Local modulation of cystic fibrosis conductance regulator: cytoskeleton and compartmentalized cAMP signalling.

机构信息

Department of Physiology, Anatomy and Genetics, Oxford University, Oxford, UK.

出版信息

Br J Pharmacol. 2013 May;169(1):1-9. doi: 10.1111/bph.12017.

DOI:10.1111/bph.12017
PMID:23072488
原文链接:https://pmc.ncbi.nlm.nih.gov/articles/PMC3632233/
Abstract

The cystic fibrosis conductance regulator (CFTR) is a cAMP-regulated Cl(-) channel expressed predominantly at the apical membrane of secreting epithelial cells. Mutations in the CFTR gene lead to cystic fibrosis, the most frequent genetic disease in the Caucasian population.

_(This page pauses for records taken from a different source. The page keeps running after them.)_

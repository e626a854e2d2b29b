//! redb table definitions and storage manager
//!
//! Every Inkwell database (the local merged store, the device's stream log,
//! and exported stream snapshots) shares this schema, so versions read from
//! one can be written to another without conversion.

use std::path::PathBuf;

use redb::{Builder, Database, ReadTransaction, ReadableTable, TableDefinition, WriteTransaction};
use serde::Serialize;
use serde::de::DeserializeOwned;
use tracing::{debug, info, instrument};

use inkwell_core::{DiaryId, VersionId};

use crate::error::StorageError;

/// Type alias for scan results to simplify complex type
pub type ScanResults = Vec<(Vec<u8>, Vec<u8>)>;

// Key: diary_id bytes, Value: serialized Draft
pub const DRAFTS: TableDefinition<&[u8], &[u8]> = TableDefinition::new("drafts");

// Key: version_id bytes, Value: serialized Version
pub const VERSIONS: TableDefinition<&[u8], &[u8]> = TableDefinition::new("versions");

// Key: (diary_id, version_id) concatenated, Value: empty
pub const DIARY_VERSIONS: TableDefinition<&[u8], &[u8]> = TableDefinition::new("diary_versions");

// Key: diary_id bytes, Value: serialized Head
pub const HEADS: TableDefinition<&[u8], &[u8]> = TableDefinition::new("heads");

// Key: metadata name, Value: raw bytes
pub const META: TableDefinition<&str, &[u8]> = TableDefinition::new("meta");

/// Metadata key holding the schema version (u32, big endian)
pub const SCHEMA_VERSION_KEY: &str = "schema_version";

/// Metadata key holding the owning stream id
pub const STREAM_ID_KEY: &str = "stream_id";

/// Schema version written by this build
///
/// 1: drafts, versions, heads
/// 2: adds the per-diary version index
pub const CURRENT_SCHEMA_VERSION: u32 = 2;

/// Configuration for redb storage
#[derive(Debug, Clone)]
pub struct RedbStorageConfig {
    /// Path to the database file
    pub db_path: PathBuf,
    /// Cache size in bytes
    pub cache_size: usize,
}

impl Default for RedbStorageConfig {
    fn default() -> Self {
        Self {
            db_path: PathBuf::from("./data/inkwell.redb"),
            cache_size: 16 * 1024 * 1024, // 16MB
        }
    }
}

impl RedbStorageConfig {
    /// Config for a database at `db_path` with the default cache size
    pub fn at(db_path: impl Into<PathBuf>) -> Self {
        Self {
            db_path: db_path.into(),
            ..Default::default()
        }
    }
}

/// Main redb storage manager
pub struct RedbStorage {
    db: Database,
    config: RedbStorageConfig,
}

impl RedbStorage {
    /// Open or create the database
    #[instrument(skip(config), fields(path = %config.db_path.display()))]
    pub fn open(config: RedbStorageConfig) -> Result<Self, StorageError> {
        // Ensure parent directory exists
        if let Some(parent) = config.db_path.parent() {
            std::fs::create_dir_all(parent)?;
        }

        let db = Builder::new()
            .set_cache_size(config.cache_size)
            .create(&config.db_path)?;

        info!("Opened redb database");
        Self::initialize(db, config)
    }

    /// Open a database file that must already exist
    ///
    /// Used for files received from elsewhere, where a missing file is an
    /// error rather than a reason to start empty.
    #[instrument(skip(config), fields(path = %config.db_path.display()))]
    pub fn open_existing(config: RedbStorageConfig) -> Result<Self, StorageError> {
        if !config.db_path.exists() {
            return Err(StorageError::MissingDatabase(config.db_path.clone()));
        }

        let db = Builder::new()
            .set_cache_size(config.cache_size)
            .open(&config.db_path)?;

        debug!("Opened existing redb database");
        Self::initialize(db, config)
    }

    fn initialize(db: Database, config: RedbStorageConfig) -> Result<Self, StorageError> {
        let storage = Self { db, config };
        storage.init_tables()?;
        storage.migrate()?;
        Ok(storage)
    }

    /// Initialize all tables
    fn init_tables(&self) -> Result<(), StorageError> {
        let write_txn = self.db.begin_write()?;

        // Create tables if they don't exist
        write_txn.open_table(DRAFTS)?;
        write_txn.open_table(VERSIONS)?;
        write_txn.open_table(DIARY_VERSIONS)?;
        write_txn.open_table(HEADS)?;
        write_txn.open_table(META)?;

        write_txn.commit()?;

        debug!("Initialized redb tables");
        Ok(())
    }

    /// Bring the schema up to [`CURRENT_SCHEMA_VERSION`]
    ///
    /// Migrations only ever move forward. A fresh database is stamped with the
    /// current version directly; a database from a newer build is refused.
    fn migrate(&self) -> Result<(), StorageError> {
        let found = self.schema_version()?;

        match found {
            None => {
                self.set_schema_version(CURRENT_SCHEMA_VERSION)?;
                return Ok(());
            }
            Some(v) if v == CURRENT_SCHEMA_VERSION => return Ok(()),
            Some(v) if v > CURRENT_SCHEMA_VERSION => {
                return Err(StorageError::SchemaMismatch {
                    found: v,
                    supported: CURRENT_SCHEMA_VERSION,
                });
            }
            Some(_) => {}
        }

        let mut version = found.unwrap_or(CURRENT_SCHEMA_VERSION);
        while version < CURRENT_SCHEMA_VERSION {
            match version {
                1 => self.migrate_v1_to_v2()?,
                other => {
                    return Err(StorageError::corrupt(format!(
                        "no migration path from schema version {}",
                        other
                    )));
                }
            }
            version += 1;
            self.set_schema_version(version)?;
            info!(schema_version = version, "Migrated database schema");
        }

        Ok(())
    }

    /// v2 indexes versions by diary; backfill the index from existing rows
    fn migrate_v1_to_v2(&self) -> Result<(), StorageError> {
        self.write(|txn| {
            let versions: Vec<inkwell_core::Version> = {
                let table = txn.open_table(VERSIONS)?;
                let mut rows = Vec::new();
                for entry in table.iter()? {
                    let (_key, value) = entry?;
                    rows.push(decode(value.value())?);
                }
                rows
            };

            let mut index = txn.open_table(DIARY_VERSIONS)?;
            for version in &versions {
                let key = diary_version_key(&version.diary_id, &version.id);
                index.insert(key.as_slice(), b"".as_slice())?;
            }

            debug!(backfilled = versions.len(), "Rebuilt per-diary version index");
            Ok(())
        })
    }

    /// Read the stored schema version, if any
    pub fn schema_version(&self) -> Result<Option<u32>, StorageError> {
        match self.get_meta(SCHEMA_VERSION_KEY)? {
            Some(bytes) => {
                let raw: [u8; 4] = bytes.as_slice().try_into().map_err(|_| {
                    StorageError::corrupt(format!("schema version has {} bytes", bytes.len()))
                })?;
                Ok(Some(u32::from_be_bytes(raw)))
            }
            None => Ok(None),
        }
    }

    /// Overwrite the stored schema version
    pub fn set_schema_version(&self, version: u32) -> Result<(), StorageError> {
        self.put_meta(SCHEMA_VERSION_KEY, &version.to_be_bytes())
    }

    /// Get the configuration
    pub fn config(&self) -> &RedbStorageConfig {
        &self.config
    }

    /// Run `f` inside a write transaction and commit it
    ///
    /// If `f` fails the transaction is dropped, which aborts it.
    pub fn write<T>(
        &self,
        f: impl FnOnce(&WriteTransaction) -> Result<T, StorageError>,
    ) -> Result<T, StorageError> {
        let write_txn = self.db.begin_write()?;
        let value = f(&write_txn)?;
        write_txn.commit()?;
        Ok(value)
    }

    /// Run `f` inside a read transaction
    pub fn read<T>(
        &self,
        f: impl FnOnce(&ReadTransaction) -> Result<T, StorageError>,
    ) -> Result<T, StorageError> {
        let read_txn = self.db.begin_read()?;
        f(&read_txn)
    }

    /// Get a metadata value
    pub fn get_meta(&self, key: &str) -> Result<Option<Vec<u8>>, StorageError> {
        self.read(|txn| {
            let table = txn.open_table(META)?;
            let value = table.get(key)?.map(|v| v.value().to_vec());
            Ok(value)
        })
    }

    /// Set a metadata value
    pub fn put_meta(&self, key: &str, value: &[u8]) -> Result<(), StorageError> {
        self.write(|txn| {
            let mut table = txn.open_table(META)?;
            table.insert(key, value)?;
            Ok(())
        })
    }

    /// Iterate over all entries in a table with a prefix
    pub fn scan_prefix(
        &self,
        table: TableDefinition<&[u8], &[u8]>,
        prefix: &[u8],
    ) -> Result<ScanResults, StorageError> {
        self.read(|txn| {
            let table = txn.open_table(table)?;
            scan_prefix_in(&table, prefix)
        })
    }

    /// Count entries with a prefix
    pub fn count_prefix(
        &self,
        table: TableDefinition<&[u8], &[u8]>,
        prefix: &[u8],
    ) -> Result<usize, StorageError> {
        self.scan_prefix(table, prefix).map(|v| v.len())
    }
}

/// Collect all entries of `table` whose key starts with `prefix`
pub(crate) fn scan_prefix_in<T>(table: &T, prefix: &[u8]) -> Result<ScanResults, StorageError>
where
    T: ReadableTable<&'static [u8], &'static [u8]>,
{
    let mut results = Vec::new();

    // Use range to get all keys >= prefix
    for entry in table.range(prefix..)? {
        let (key, value) = entry?;
        let key_bytes = key.value();

        // Stop when we're past the prefix
        if !key_bytes.starts_with(prefix) {
            break;
        }

        results.push((key_bytes.to_vec(), value.value().to_vec()));
    }

    Ok(results)
}

/// Key of the per-diary version index
pub(crate) fn diary_version_key(diary_id: &DiaryId, version_id: &VersionId) -> [u8; 32] {
    let mut key = [0u8; 32];
    key[..16].copy_from_slice(diary_id.as_bytes());
    key[16..].copy_from_slice(version_id.as_bytes());
    key
}

/// Serialize a record for storage
pub(crate) fn encode<T: Serialize>(value: &T) -> Result<Vec<u8>, StorageError> {
    postcard::to_allocvec(value).map_err(StorageError::Encode)
}

/// Deserialize a stored record
pub(crate) fn decode<T: DeserializeOwned>(bytes: &[u8]) -> Result<T, StorageError> {
    postcard::from_bytes(bytes).map_err(StorageError::Decode)
}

The most common mutation, a deletion of phenylalanine at position 508 (F508del), impairs CFTR folding and chloride channel function. Although an intense effort is under way to identify compounds that target the F508del CFTR structural defect and promote its expression and stability at the plasma membrane, so far their clinical efficacy has proven to be poor, highlighting the necessity to better understand the molecular mechanism of CFTR regulation and of the pathogenesis of the disease. Accumulating evidence suggests that the inclusion of the CFTR in macromolecular complexes and its interaction with the cortical cytoskeleton may play a key role in fine-tuning the regulation of channel function. Here we review some recent findings that support a critical role for protein-protein interactions involving CFTR and for the cytoskeleton in promoting local control of channel activity. These findings indicate that compounds that rescue and stabilize CFTR at the apical membrane may not be sufficient to restore its function unless the appropriate intracellular milieu is also reconstituted.

摘要

囊性纤维化跨膜电导调节因子(CFTR)是一种 cAMP 调节的氯离子通道,主要表达于分泌上皮细胞的顶端膜。CFTR 基因突变导致囊性纤维化,这是白种人群中最常见的遗传疾病。最常见的突变是第 508 位苯丙氨酸缺失(F508del),它会损害 CFTR 的折叠和氯离子通道功能。尽管目前正在努力寻找针对 F508del CFTR 结构缺陷并促进其在质膜表达和稳定性的化合物,但到目前为止,它们的临床疗效证明并不理想,这突出表明需要更好地了解 CFTR 调节和疾病发病机制的分子机制。越来越多的证据表明,CFTR 包含在大分子复合物中,并且其与皮质细胞骨架的相互作用可能在精细调节通道功能的调节中发挥关键作用。本文综述了一些最近的发现,这些发现支持涉及 CFTR 的蛋白质-蛋白质相互作用和细胞骨架在促进局部通道活性控制中的关键作用。这些发现表明,恢复和稳定 CFTR 在顶端膜上的化合物可能不足以恢复其功能,除非还重建适当的细胞内环境。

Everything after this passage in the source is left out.